In this study, CNR data extraction was carried out by two physicians experienced in nephrology and general medicine. The physicians extracted information from different case notes and there was no test of inter-rater reliability. However, the data extraction was carried out prior to linkage with SMR01 data, thus minimising measurement bias. In addition, data entry was checked by an independent assessor. The cohort was identified from electronic laboratory records rather than recruited from a clinical setting and did not, therefore, have issues of participation bias. Our patients were predominantly of northern European Caucasian ethnicity and our findings may not be representative of other ethnic groups. There were a number of methodological challenges, largely relating to the nature of the study, which was not specifically designed for the purpose of validation of comorbidity recording methods. There was a difference in the time periods for the extraction of the administrative data and CNR data. The SMR01 data were extracted for the period five years prior to the index date whereas CNR recorded comorbidities at any time prior to the index date. A diagnosis may be identified in CNR but not in SMR01 data if there were no admissions in the five years prior to the index date. However, the length of look back period has been studied elsewhere [10, 22, 23]. Overall, longer look-back periods were better at identifying those with chronic disease.
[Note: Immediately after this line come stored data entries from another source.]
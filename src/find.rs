//! Implementation of exact and longest-prefix lookups.

use std::cmp::Ordering;

use crate::{Block, Node};

impl<T> Node<T> {
    /// Locate the node whose block equals `query`, or, with `allow_supernet`, the most specific
    /// node whose block contains it.
    pub(crate) fn find_node(&self, query: &Block, allow_supernet: bool) -> Option<&Node<T>> {
        match self.block.cmp_mask(query) {
            // Nodes of equal specificity are mutually exclusive: only a byte-identical address
            // can match, and no descendant can.
            Ordering::Equal => self.block.same_addr(query).then_some(self),
            // This node is narrower than the query, so it is neither the query nor an ancestor.
            Ordering::Greater => None,
            Ordering::Less => {
                if !self.block.contains_addr(query.addr()) {
                    return None;
                }
                // Siblings are disjoint: at most one child can succeed.
                for child in &self.children {
                    if let Some(found) = child.find_node(query, allow_supernet) {
                        return Some(found);
                    }
                }
                allow_supernet.then_some(self)
            }
        }
    }

    /// Same descent as [`Node::find_node`], returning a mutable node.
    pub(crate) fn find_node_mut(
        &mut self,
        query: &Block,
        allow_supernet: bool,
    ) -> Option<&mut Node<T>> {
        match self.block.cmp_mask(query) {
            Ordering::Equal => {
                if self.block.same_addr(query) {
                    Some(self)
                } else {
                    None
                }
            }
            Ordering::Greater => None,
            Ordering::Less => {
                if !self.block.contains_addr(query.addr()) {
                    return None;
                }
                // Probe immutably first: a failed mutable child search would keep `self`
                // borrowed and rule out the supernet fallback.
                let hit = self
                    .children
                    .iter()
                    .position(|child| child.find_node(query, allow_supernet).is_some());
                match hit {
                    Some(i) => self.children[i].find_node_mut(query, allow_supernet),
                    None if allow_supernet => Some(self),
                    None => None,
                }
            }
        }
    }
}
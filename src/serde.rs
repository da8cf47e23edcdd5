//! Serialization and Deserialization implementation
//!
//! A tree is represented as its address length plus the pre-order list of `(block, value)`
//! entries. Deserialization rebuilds the structure through the insertion algorithm, so only
//! entry lists that describe a single tree are accepted.

use ::serde::{de, Deserialize, Deserializer, Serialize, Serializer};

use crate::{Block, CidrTree, Insertion, Node};

impl<T: Serialize> Serialize for CidrTree<T> {
    fn serialize<S>(&self, serializer: S) -> Result<S::Ok, S::Error>
    where
        S: Serializer,
    {
        let entries: Vec<(&Block, &T)> = self.iter().map(|(block, value, _)| (block, value)).collect();
        (self.addr_len(), entries).serialize(serializer)
    }
}

impl<'de, T: Deserialize<'de>> Deserialize<'de> for CidrTree<T> {
    fn deserialize<D>(deserializer: D) -> Result<Self, D::Error>
    where
        D: Deserializer<'de>,
    {
        let (addr_len, entries): (usize, Vec<(Block, T)>) =
            Deserialize::deserialize(deserializer)?;
        let mut entries = entries.into_iter();
        let mut tree = match entries.next() {
            Some((block, value)) => {
                if block.addr_len() != addr_len {
                    return Err(de::Error::custom(
                        "block length differs from the recorded address length",
                    ));
                }
                CidrTree::from_root(Node::new(block, value))
            }
            None => return Ok(CidrTree::empty(addr_len)),
        };
        for (block, value) in entries {
            match tree.insert(block, value) {
                Ok(Insertion::NewRoot) => {
                    return Err(de::Error::custom("entry relocates the recorded root"))
                }
                Ok(_) => {}
                Err(e) => return Err(de::Error::custom(e)),
            }
        }
        Ok(tree)
    }
}
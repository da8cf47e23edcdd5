//! Implementation of insertion: placement, sibling splicing, and root promotion.

use std::cmp::Ordering;
use std::mem;

use crate::{Block, Node};

/// The outcome of a successful [`CidrTree::insert`](crate::CidrTree::insert).
#[must_use = "an insertion may change which node is the root"]
#[derive(Debug, Clone, PartialEq, Eq)]
pub enum Insertion<T> {
    /// The block was new; a node was created for it below the existing root.
    Inserted,
    /// The exact block was already present; its value was overwritten in place.
    Replaced(T),
    /// The block contains the previous root. The tree's root is now a node for this block, with
    /// the previous root (unchanged) as its only child.
    NewRoot,
}

/// A block/value pair a subtree could not place, handed back to the parent level together with
/// how the subtree relates to it.
pub(crate) struct Unplaced<T> {
    pub(crate) block: Block,
    pub(crate) value: T,
    /// The subtree's root block lies inside `block`'s range.
    pub(crate) is_child: bool,
    /// The subtree's address sorts before `block`'s, so later siblings may still match.
    pub(crate) check_next: bool,
}

/// One step of the insertion descent.
pub(crate) enum Placed<T> {
    /// The pair was stored in the subtree; carries the replaced value on an exact match.
    Done(Option<T>),
    /// The subtree does not cover the pair.
    Miss(Unplaced<T>),
}

impl<T> Node<T> {
    /// Place `block` in the subtree rooted at `self`. Where the block subsumes a contiguous run
    /// of children, the run is spliced under the new node.
    pub(crate) fn insert_in(&mut self, block: Block, value: T) -> Placed<T> {
        let by_mask = self.block.cmp_mask(&block);
        let check_next = self.block.cmp_addr(&block) == Ordering::Less;

        if by_mask == Ordering::Equal {
            if self.block.same_addr(&block) {
                return Placed::Done(Some(mem::replace(&mut self.value, value)));
            }
            // Equal specificity, different address: disjoint from self.
            return Placed::Miss(Unplaced {
                block,
                value,
                is_child: false,
                check_next,
            });
        }
        if by_mask == Ordering::Greater {
            // Self is narrower than the new block and may end up below it.
            let is_child = block.contains_addr(self.block.addr());
            return Placed::Miss(Unplaced {
                block,
                value,
                is_child,
                check_next,
            });
        }
        if !self.block.contains_addr(block.addr()) {
            return Placed::Miss(Unplaced {
                block,
                value,
                is_child: false,
                check_next,
            });
        }

        // Self covers the new block: either one child covers it too, or the new node becomes a
        // child of self, absorbing the contiguous run of children it subsumes.
        let mut run_start = 0;
        let mut run_len = 0;
        let (mut block, mut value) = (block, value);
        for i in 0..self.children.len() {
            match self.children[i].insert_in(block, value) {
                Placed::Done(replaced) => return Placed::Done(replaced),
                Placed::Miss(miss) => {
                    block = miss.block;
                    value = miss.value;
                    if miss.is_child {
                        if run_len == 0 {
                            run_start = i;
                        }
                        run_len += 1;
                    } else if !miss.check_next {
                        // This child already sorts above the new block: splice here.
                        let at = if run_len > 0 { run_start } else { i };
                        self.splice(at, run_len, block, value);
                        return Placed::Done(None);
                    }
                }
            }
        }
        // Ran past the last child: append, absorbing a trailing run if one was found.
        let at = if run_len > 0 {
            run_start
        } else {
            self.children.len()
        };
        self.splice(at, run_len, block, value);
        Placed::Done(None)
    }

    /// Replace `take` children starting at `at` with a single node for `block` that owns them.
    fn splice(&mut self, at: usize, take: usize, block: Block, value: T) {
        let absorbed: Vec<Node<T>> = self.children.drain(at..at + take).collect();
        self.children.insert(at, Node::with_children(block, value, absorbed));
    }
}
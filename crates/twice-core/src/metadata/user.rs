//! Display-name parsing for participants.
//!
//! Users are identified by free-form strings such as
//! `"Bob Smith <bob.smith@example.com>"` or a bare `"bob@example.com"`.

use std::fmt;
use std::str::FromStr;

use thiserror::Error;

/// The string has no email address in it.
#[derive(Debug, Clone, PartialEq, Eq, Error)]
#[error("Cannot parse as user: {0}")]
pub struct InvalidUser(pub String);

/// A participant: optional display name plus email address.
#[derive(Debug, Clone, PartialEq, Eq)]
pub struct User {
    pub name: String,
    pub email: String,
}

impl User {
    /// Parse `"Name <email>"` or a bare email.
    ///
    /// In the angle form an empty name falls back to the local part of the
    /// address. Anything else containing `@` is taken as a bare email with
    /// no name.
    pub fn parse(s: &str) -> Result<Self, InvalidUser> {
        if !s.contains('@') {
            return Err(InvalidUser(s.to_string()));
        }

        if let Some(user) = parse_angle_form(s) {
            return Ok(user);
        }

        Ok(Self {
            name: String::new(),
            email: s.trim().to_string(),
        })
    }

    /// Name if there is one, otherwise the email.
    #[must_use]
    pub fn display_name(&self) -> &str {
        if self.name.is_empty() {
            &self.email
        } else {
            &self.name
        }
    }

    /// Lowercased email, the identity used for matching.
    #[must_use]
    pub fn email_key(&self) -> String {
        self.email.to_lowercase()
    }

    /// Same person, by case-insensitive email.
    #[must_use]
    pub fn is(&self, other: &Self) -> bool {
        self.email_key() == other.email_key()
    }
}

impl FromStr for User {
    type Err = InvalidUser;

    fn from_str(s: &str) -> Result<Self, Self::Err> {
        Self::parse(s)
    }
}

impl fmt::Display for User {
    fn fmt(&self, f: &mut fmt::Formatter<'_>) -> fmt::Result {
        if self.name.is_empty() {
            write!(f, "{}", self.email)
        } else {
            write!(f, "{} <{}>", self.name, self.email)
        }
    }
}

/// Lowercased email of a stored display string, falling back to the whole
/// trimmed string when it does not parse.
#[must_use]
pub fn email_key(display: &str) -> String {
    User::parse(display).map_or_else(|_| display.trim().to_lowercase(), |u| u.email_key())
}

fn parse_angle_form(s: &str) -> Option<User> {
    let trimmed = s.trim_end();
    let inner_end = trimmed.strip_suffix('>')?;
    let open = inner_end.find('<')?;

    let email = inner_end[open + 1..].trim();
    if email.chars().count() < 2 {
        return None;
    }

    let mut name = inner_end[..open].trim().to_string();
    if name.is_empty() {
        name = email.split('@').next().unwrap_or_default().trim().to_string();
    }

    Some(User {
        name,
        email: email.to_string(),
    })
}
//! Event types for the review event log.
//!
//! Events are produced by clients and are opaque to the server except for the
//! identity pair `(id, user)` and the handful of `type`s that carry review
//! metadata (see [`ReviewAction`]).

pub mod ids;

pub use ids::{is_review_id, validate_review_id};

use std::collections::HashSet;
use std::fmt;

use serde::{Deserialize, Serialize};
use serde_json::Value;

/// Stable 1-based index of a review in the metadata store.
#[derive(Debug, Clone, Copy, PartialEq, Eq, Hash, PartialOrd, Ord, Serialize, Deserialize)]
#[serde(transparent)]
pub struct ReviewIndex(pub i64);

impl fmt::Display for ReviewIndex {
    fn fmt(&self, f: &mut fmt::Formatter<'_>) -> fmt::Result {
        write!(f, "{}", self.0)
    }
}

/// One user-attributed change submitted to a review's log.
#[derive(Debug, Clone, PartialEq, Serialize, Deserialize)]
pub struct Event {
    /// Client-assigned fractional timestamp. Not unique on its own.
    pub id: f64,
    /// Event type, e.g. `"newReview"` or `"comment"`.
    #[serde(rename = "type")]
    pub kind: String,
    /// Free-form identity of the author.
    pub user: String,
    /// Opaque payload
    #[serde(default)]
    pub data: Value,
}

/// Identity of an event for dedup and resync: `(id, user)` with the user
/// compared ASCII case-insensitively, the same folding as the store's
/// `COLLATE NOCASE`.
#[derive(Debug, Clone, PartialEq, Eq, Hash)]
pub struct EventKey {
    id: String,
    user: String,
}

impl EventKey {
    pub fn new(id: f64, user: &str) -> Self {
        Self {
            id: canonical_id(id),
            user: user.to_ascii_lowercase(),
        }
    }
}

impl fmt::Display for EventKey {
    fn fmt(&self, f: &mut fmt::Formatter<'_>) -> fmt::Result {
        write!(f, "{}/{}", self.id, self.user)
    }
}

/// Shortest decimal text that parses back to exactly `id`.
///
/// Event ids are stored as text so fractional precision survives SQLite.
#[must_use]
pub fn canonical_id(id: f64) -> String {
    format!("{id}")
}

impl Event {
    pub fn new(id: f64, kind: impl Into<String>, user: impl Into<String>, data: Value) -> Self {
        Self {
            id,
            kind: kind.into(),
            user: user.into(),
            data,
        }
    }

    /// Identity key of this event.
    #[must_use]
    pub fn key(&self) -> EventKey {
        EventKey::new(self.id, &self.user)
    }

    /// The id truncated to whole milliseconds.
    #[must_use]
    #[allow(clippy::cast_possible_truncation)]
    pub fn timestamp_ms(&self) -> i64 {
        self.id.floor() as i64
    }
}

/// Events from `log` whose identity is not in `known`, in log order.
pub fn missing_from<'a>(log: &'a [Event], known: &[Event]) -> impl Iterator<Item = &'a Event> {
    let known: HashSet<EventKey> = known.iter().map(Event::key).collect();
    log.iter().filter(move |event| !known.contains(&event.key()))
}

// ============================================================================
// Metadata-carrying events
// ============================================================================

pub const NEW_REVIEW: &str = "newReview";
pub const REVIEWER_JOINED: &str = "reviewerJoined";
pub const CHANGE_REVIEW_STATUS: &str = "changeReviewStatus";
pub const CHANGE_REVIEWER_STATUS: &str = "changeReviewerStatus";

#[derive(Debug, Clone, PartialEq, Eq, Deserialize)]
#[serde(rename_all = "camelCase")]
pub struct NewReview {
    #[serde(default)]
    pub title: Option<String>,
    #[serde(default)]
    pub description: Option<String>,
    #[serde(default)]
    pub status: Option<String>,
    #[serde(default)]
    pub status_label: Option<String>,
    #[serde(default)]
    pub reviewers: Vec<String>,
}

#[derive(Debug, Clone, PartialEq, Eq, Deserialize)]
pub struct ReviewerJoined {
    pub reviewer: String,
}

#[derive(Debug, Clone, PartialEq, Eq, Deserialize)]
#[serde(rename_all = "camelCase")]
pub struct ChangeReviewStatus {
    pub status: String,
    #[serde(default)]
    pub status_label: Option<String>,
}

#[derive(Debug, Clone, PartialEq, Eq, Deserialize)]
#[serde(rename_all = "camelCase")]
pub struct ChangeReviewerStatus {
    pub reviewer: String,
    #[serde(default)]
    pub status: Option<String>,
    /// Older clients send the label as `label`
    #[serde(default, alias = "label")]
    pub status_label: Option<String>,
}

/// The metadata change carried by an event, for the event types that have one.
#[derive(Debug, Clone, PartialEq, Eq)]
pub enum ReviewAction {
    NewReview(NewReview),
    ReviewerJoined(ReviewerJoined),
    ChangeReviewStatus(ChangeReviewStatus),
    ChangeReviewerStatus(ChangeReviewerStatus),
}

impl ReviewAction {
    /// Decode the action carried by `event`.
    ///
    /// Returns `Ok(None)` for event types without metadata side effects and an
    /// error when a known type has a payload of the wrong shape.
    pub fn from_event(event: &Event) -> Result<Option<Self>, serde_json::Error> {
        let data = event.data.clone();
        let action = match event.kind.as_str() {
            NEW_REVIEW => Self::NewReview(serde_json::from_value(data)?),
            REVIEWER_JOINED => Self::ReviewerJoined(serde_json::from_value(data)?),
            CHANGE_REVIEW_STATUS => Self::ChangeReviewStatus(serde_json::from_value(data)?),
            CHANGE_REVIEWER_STATUS => Self::ChangeReviewerStatus(serde_json::from_value(data)?),
            _ => return Ok(None),
        };
        Ok(Some(action))
    }
}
This study demonstrates that routinely collected hospital administrative data can reasonably be used to determine a profile of a patient’s comorbidity from across their health records for the majority of conditions. Scottish hospital episode data recording of individual hospital events, recorded as part of service administration on hospital discharge, is of high quality and similar completeness as that of the rest of the UK [24]. The type of administrative data assessed in this study could be generalizable to similar systems where diagnoses are captured as part of administrative processes rather than “at the bedside” as part of the clinical record. The Scottish administrative data system was less able to detect risk factors such as smoking status and hypertension, which are less likely to be coded from the hospital record. As we increasingly move towards an electronic patient record, it will be important that there are continued efforts to code hospital events systematically to provide vital summary information relating to both the primary cause of admission and the associated significant comorbidity information. The widespread approach of making full text communication/records available, while a vital component of the electronic patient record, is not sufficient alone. The increasing use of coded recording in outpatient settings and the ability to link to primary care records will substantially improve the completeness of comorbidity recording, capturing conditions such as hypertension and risk factors such as smoking that are generally monitored in primary care. In the UK, payment by results approaches such as the Quality and Outcomes Framework have improved the regular recording of key risk factor information [25].

Conclusion

The use of administrative healthcare data is increasingly important for understanding health and health care in research, health surveillance and healthcare planning, as recognised by the UK Department of Health [26]. This study demonstrates that hospital administrative comorbidity data generally compared moderately well with case note review data for cerebrovascular disease, ischaemic heart disease and diabetes, however there was significant under-recording of some other comorbid conditions and risk factors. Knowledge of the strengths and limitations of data are crucial for researchers and planners when interpreting findings based on administrative healthcare data.